Exercise objective: Among the records below, find each line bearing the word "Some" and copy it.

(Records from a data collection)

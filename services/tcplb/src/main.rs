//! tcplb
//!
//! L4 load balancer with TLS termination.
//!
//! This binary:
//! - Loads and validates the JSON configuration
//! - Runs an initial health check, then keeps probing backends periodically
//! - Accepts TCP (or TLS) connections and filters them by IP and rate
//! - Relays admitted connections to a round-robin selected backend
//! - Drains connections on SIGINT/SIGTERM

use std::path::PathBuf;
use std::sync::Arc;

use anyhow::{Context, Result};
use clap::Parser;
use tokio::sync::watch;
use tracing::{error, info, warn};

use tcplb::server::load_acceptor;
use tcplb::{
    logging, Acceptor, Config, HealthChecker, IpFilter, Listener, ProxyEngine, RateLimiter,
    ServerPool, Supervisor,
};

#[derive(Debug, Parser)]
#[command(name = "tcplb", version, about = "L4 TCP/TLS load balancer")]
struct Cli {
    /// Path to the JSON configuration file.
    #[arg(short, long, env = "TCPLB_CONFIG", default_value = "config.json")]
    config: PathBuf,

    /// Override the configured log level.
    #[arg(long)]
    log_level: Option<String>,

    /// Validate the configuration and exit.
    #[arg(long)]
    check: bool,
}

#[tokio::main]
async fn main() -> Result<()> {
    let cli = Cli::parse();

    let mut config = Config::load(&cli.config)
        .with_context(|| format!("Failed to load configuration from {}", cli.config.display()))?;
    if let Some(level) = cli.log_level {
        config.log_level = level;
    }

    if cli.check {
        println!("{}: configuration OK", cli.config.display());
        return Ok(());
    }

    logging::init(&config.log_level, config.log_format)?;

    info!("Starting tcplb");
    info!(
        listen_addr = %config.listen_addr,
        algorithm = %config.algorithm,
        backends = config.servers.len(),
        tls = config.accept_tls,
        ip_filter_mode = %config.ip_filter_mode,
        "Configuration loaded"
    );

    let pool = Arc::new(ServerPool::from_addresses(config.server_addresses()));
    if pool.is_empty() {
        warn!("No backends configured, every connection will be closed");
    }

    let (shutdown_tx, shutdown_rx) = watch::channel(false);

    // Health data must exist before the first connection is forwarded.
    let health_checker = Arc::new(HealthChecker::new(
        Arc::clone(&pool),
        config.health_check_interval(),
        config.request_timeout(),
    ));
    health_checker.check_servers().await;
    let health_handle = Arc::clone(&health_checker).start(shutdown_rx.clone());

    let engine = Arc::new(ProxyEngine::new(Arc::clone(&pool), config.request_timeout()));
    let rate_limiter = Arc::new(RateLimiter::per_minute(
        config.max_concurrent_connections(),
        config.max_connections_per_minute(),
    ));
    let eviction_handle = Arc::clone(&rate_limiter).start_eviction(shutdown_rx.clone());
    let ip_filter = Arc::new(IpFilter::from_config(
        &config.ip_filter_mode,
        &config.ip_filter_list,
    ));

    let acceptor = match (&config.tls_cert_file, &config.tls_key_file) {
        (Some(cert), Some(key)) if config.accept_tls => {
            Acceptor::Tls(load_acceptor(cert, key).context("Failed to set up TLS")?)
        }
        _ => Acceptor::Plain,
    };
    let listener = Listener::bind(&config.listen_addr, acceptor)
        .await
        .context("Failed to start listener")?;

    let supervisor = Supervisor::new(listener, ip_filter, rate_limiter, engine)
        .with_handshake_timeout(config.request_timeout())
        .with_grace_period(config.shutdown_grace_period());

    tokio::spawn(async move {
        wait_for_signal().await;
        info!("Shutdown signal received");
        let _ = shutdown_tx.send(true);
    });

    if let Err(e) = supervisor.run(shutdown_rx).await {
        error!(error = %e, "Listener failed");
        return Err(e.into());
    }

    for (name, handle) in [("health checker", health_handle), ("eviction", eviction_handle)] {
        if let Err(e) = handle.await {
            error!(task = name, error = %e, "Background task panicked");
        }
    }

    info!("Shutdown complete");
    Ok(())
}

/// Resolve on Ctrl-C, or SIGTERM on unix.
async fn wait_for_signal() {
    let ctrl_c = async {
        if let Err(e) = tokio::signal::ctrl_c().await {
            error!(error = %e, "Failed to listen for Ctrl-C");
            std::future::pending::<()>().await;
        }
    };

    #[cfg(unix)]
    let terminate = async {
        match tokio::signal::unix::signal(tokio::signal::unix::SignalKind::terminate()) {
            Ok(mut sigterm) => {
                sigterm.recv().await;
            }
            Err(e) => {
                error!(error = %e, "Failed to listen for SIGTERM");
                std::future::pending::<()>().await;
            }
        }
    };

    #[cfg(not(unix))]
    let terminate = std::future::pending::<()>();

    tokio::select! {
        _ = ctrl_c => {}
        _ = terminate => {}
    }
}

Answer space:
    if let Some(level) = cli.log_level {
        (Some(cert), Some(key)) if config.accept_tls => {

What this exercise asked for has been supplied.